**Exercise description:** From the data below, return each line in which the string "older" is found.

※ ※ ※

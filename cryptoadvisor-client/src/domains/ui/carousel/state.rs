//! CarouselController: filter, sort, paginate and expand over a collection
//!
//! The controller is plain synchronous state. Timers and keyboard listeners
//! live in [`super::mounted::MountedCarousel`], which keys its autoplay task
//! off [`CarouselController::timer_epoch`] so a task armed for an older
//! collection can never advance a newer one.

use std::cmp::Ordering;
use std::fmt;
use std::sync::Arc;

use cryptoadvisor_model::MarketCard;

use super::messages::{CarouselMessage, NavKey};
use super::types::{
    CarouselConfig, CarouselError, CarouselItem, Comparator, Filter,
};
use crate::infra::constants::carousel::TOP_MARKETS_LEN;

pub struct CarouselController<T: CarouselItem> {
    // Content
    source: Vec<T>,
    filter: Option<Filter<T>>,
    comparator: Option<Comparator<T>>,
    /// Cap on the number of items shown, applied after sorting.
    limit: Option<usize>,
    /// Indices into `source` after filter + sort + limit.
    view: Vec<usize>,

    // Paging
    page_size: usize,
    page_index: usize,
    expanded: Option<T::Key>,

    // Autoplay
    autoplay: bool,
    timer_epoch: u64,
}

impl<T: CarouselItem> fmt::Debug for CarouselController<T> {
    fn fmt(&self, f: &mut fmt::Formatter<'_>) -> fmt::Result {
        f.debug_struct("CarouselController")
            .field("items", &self.view.len())
            .field("limit", &self.limit)
            .field("page_size", &self.page_size)
            .field("page_index", &self.page_index)
            .field("expanded", &self.expanded)
            .field("autoplay", &self.autoplay)
            .field("timer_epoch", &self.timer_epoch)
            .finish()
    }
}

impl<T: CarouselItem> CarouselController<T> {
    pub fn new(
        items: Vec<T>,
        page_size: usize,
    ) -> Result<Self, CarouselError> {
        if page_size == 0 {
            return Err(CarouselError::InvalidPageSize);
        }
        let mut controller = Self {
            source: items,
            filter: None,
            comparator: None,
            limit: None,
            view: Vec::new(),
            page_size,
            page_index: 0,
            expanded: None,
            autoplay: false,
            timer_epoch: 0,
        };
        controller.rebuild_view();
        Ok(controller)
    }

    pub fn from_config(
        items: Vec<T>,
        config: &CarouselConfig,
    ) -> Result<Self, CarouselError> {
        let mut controller = Self::new(items, config.page_size)?;
        controller.autoplay = config.autoplay_on_mount;
        Ok(controller)
    }

    // Queries

    /// Number of items after filtering.
    pub fn len(&self) -> usize {
        self.view.len()
    }

    pub fn is_empty(&self) -> bool {
        self.view.is_empty()
    }

    /// Filtered, sorted items in display order.
    pub fn items(&self) -> impl Iterator<Item = &T> + '_ {
        self.view.iter().map(|&i| &self.source[i])
    }

    pub fn page_size(&self) -> usize {
        self.page_size
    }

    pub fn page_index(&self) -> usize {
        self.page_index
    }

    pub fn total_pages(&self) -> usize {
        self.view.len().div_ceil(self.page_size)
    }

    /// Items on the current page.
    pub fn page(&self) -> Vec<&T> {
        let start = self.page_index * self.page_size;
        self.view
            .iter()
            .skip(start)
            .take(self.page_size)
            .map(|&i| &self.source[i])
            .collect()
    }

    pub fn expanded_key(&self) -> Option<&T::Key> {
        self.expanded.as_ref()
    }

    pub fn expanded_item(&self) -> Option<&T> {
        let key = self.expanded.as_ref()?;
        self.items().find(|item| &item.key() == key)
    }

    pub fn autoplay_enabled(&self) -> bool {
        self.autoplay
    }

    /// Changes whenever items, page size or autoplay change; an autoplay
    /// timer armed under an older epoch is stale.
    pub fn timer_epoch(&self) -> u64 {
        self.timer_epoch
    }

    /// Whether an autoplay timer should currently be running.
    pub fn wants_timer(&self) -> bool {
        self.autoplay && self.total_pages() > 1
    }

    // Collection changes

    /// Replace the collection wholesale, keeping filter and sort. The page is
    /// clamped into the new range; the expanded item stays expanded only if
    /// it is still present.
    pub fn set_items(&mut self, items: Vec<T>) {
        self.source = items;
        self.rebuild_view();
        self.page_index = self.page_index.min(self.last_page());
        if let Some(key) = &self.expanded
            && !self.items().any(|item| &item.key() == key)
        {
            self.expanded = None;
        }
        self.bump_epoch();
    }

    pub fn set_filter<F>(&mut self, predicate: F)
    where
        F: Fn(&T) -> bool + Send + Sync + 'static,
    {
        self.filter = Some(Arc::new(predicate));
        self.reset_view();
    }

    pub fn clear_filter(&mut self) {
        self.filter = None;
        self.reset_view();
    }

    pub fn set_sort<F>(&mut self, comparator: F)
    where
        F: Fn(&T, &T) -> Ordering + Send + Sync + 'static,
    {
        self.comparator = Some(Arc::new(comparator));
        self.reset_view();
    }

    pub fn clear_sort(&mut self) {
        self.comparator = None;
        self.reset_view();
    }

    /// Show at most `limit` items of the filtered, sorted collection. The
    /// limit survives `set_items`.
    pub fn set_limit(&mut self, limit: Option<usize>) {
        self.limit = limit;
        self.reset_view();
    }

    pub fn limit(&self) -> Option<usize> {
        self.limit
    }

    pub fn set_page_size(
        &mut self,
        page_size: usize,
    ) -> Result<(), CarouselError> {
        if page_size == 0 {
            return Err(CarouselError::InvalidPageSize);
        }
        self.page_size = page_size;
        self.page_index = 0;
        self.expanded = None;
        self.bump_epoch();
        Ok(())
    }

    // Navigation

    /// Advance one page, wrapping. No-op with one page or fewer.
    pub fn next(&mut self) -> usize {
        let total = self.total_pages();
        if total > 1 {
            self.page_index = (self.page_index + 1) % total;
        }
        self.page_index
    }

    pub fn prev(&mut self) -> usize {
        let total = self.total_pages();
        if total > 0 {
            self.page_index = (self.page_index + total - 1) % total;
        }
        self.page_index
    }

    /// Jump to `page` modulo the page count; any integer is accepted.
    pub fn go_to(&mut self, page: i64) -> usize {
        let total = self.total_pages();
        self.page_index = if total == 0 {
            0
        } else {
            page.rem_euclid(total as i64) as usize
        };
        self.page_index
    }

    /// Keyboard input. Returns whether the key was consumed; keys are
    /// ignored while everything fits on one page.
    pub fn handle_key(&mut self, key: NavKey) -> bool {
        if self.total_pages() <= 1 {
            return false;
        }
        match key {
            NavKey::ArrowLeft => {
                self.prev();
                true
            }
            NavKey::ArrowRight => {
                self.next();
                true
            }
            NavKey::Other => false,
        }
    }

    // Presentation

    /// Expand the item at `local` on the current page, or collapse it if it
    /// is the expanded one. Returns whether anything is expanded afterwards.
    pub fn toggle_expand(&mut self, local: usize) -> bool {
        if local >= self.page_size {
            return self.expanded.is_some();
        }
        let global = self.page_index * self.page_size + local;
        let Some(key) = self.view.get(global).map(|&i| self.source[i].key())
        else {
            return self.expanded.is_some();
        };

        if self.expanded.as_ref() == Some(&key) {
            self.expanded = None;
        } else {
            self.expanded = Some(key);
        }
        self.expanded.is_some()
    }

    pub fn toggle_autoplay(&mut self) -> bool {
        self.set_autoplay(!self.autoplay);
        self.autoplay
    }

    pub fn set_autoplay(&mut self, enabled: bool) {
        if self.autoplay != enabled {
            self.autoplay = enabled;
            self.bump_epoch();
        }
    }

    /// One autoplay step from a timer armed at `epoch`. Returns false when
    /// that timer is stale or autoplay has nothing to do, in which case the
    /// timer should stop.
    pub fn autoplay_tick(&mut self, epoch: u64) -> bool {
        if epoch != self.timer_epoch || !self.wants_timer() {
            return false;
        }
        self.next();
        true
    }

    pub fn apply(
        &mut self,
        message: CarouselMessage,
    ) -> Result<(), CarouselError> {
        match message {
            CarouselMessage::NextPage => {
                self.next();
            }
            CarouselMessage::PrevPage => {
                self.prev();
            }
            CarouselMessage::GoTo(page) => {
                self.go_to(page);
            }
            CarouselMessage::Key(key) => {
                self.handle_key(key);
            }
            CarouselMessage::ToggleExpand(local) => {
                self.toggle_expand(local);
            }
            CarouselMessage::ToggleAutoplay => {
                self.toggle_autoplay();
            }
            CarouselMessage::SetPageSize(size) => self.set_page_size(size)?,
        }
        Ok(())
    }

    /// Retire any armed timer without changing visible state.
    pub(crate) fn invalidate_timer(&mut self) {
        self.bump_epoch();
    }

    fn last_page(&self) -> usize {
        self.total_pages().saturating_sub(1)
    }

    fn reset_view(&mut self) {
        self.rebuild_view();
        self.page_index = 0;
        self.expanded = None;
        self.bump_epoch();
    }

    fn rebuild_view(&mut self) {
        let source = &self.source;
        let mut view: Vec<usize> = match &self.filter {
            Some(filter) => (0..source.len())
                .filter(|&i| filter(&source[i]))
                .collect(),
            None => (0..source.len()).collect(),
        };
        if let Some(comparator) = &self.comparator {
            view.sort_by(|&a, &b| comparator(&source[a], &source[b]));
        }
        if let Some(limit) = self.limit {
            view.truncate(limit);
        }
        self.view = view;
    }

    fn bump_epoch(&mut self) {
        self.timer_epoch = self.timer_epoch.wrapping_add(1);
    }
}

※ ※ ※

**Answer:**
//! off [`CarouselController::timer_epoch`] so a task armed for an older
    /// timer armed under an older epoch is stale.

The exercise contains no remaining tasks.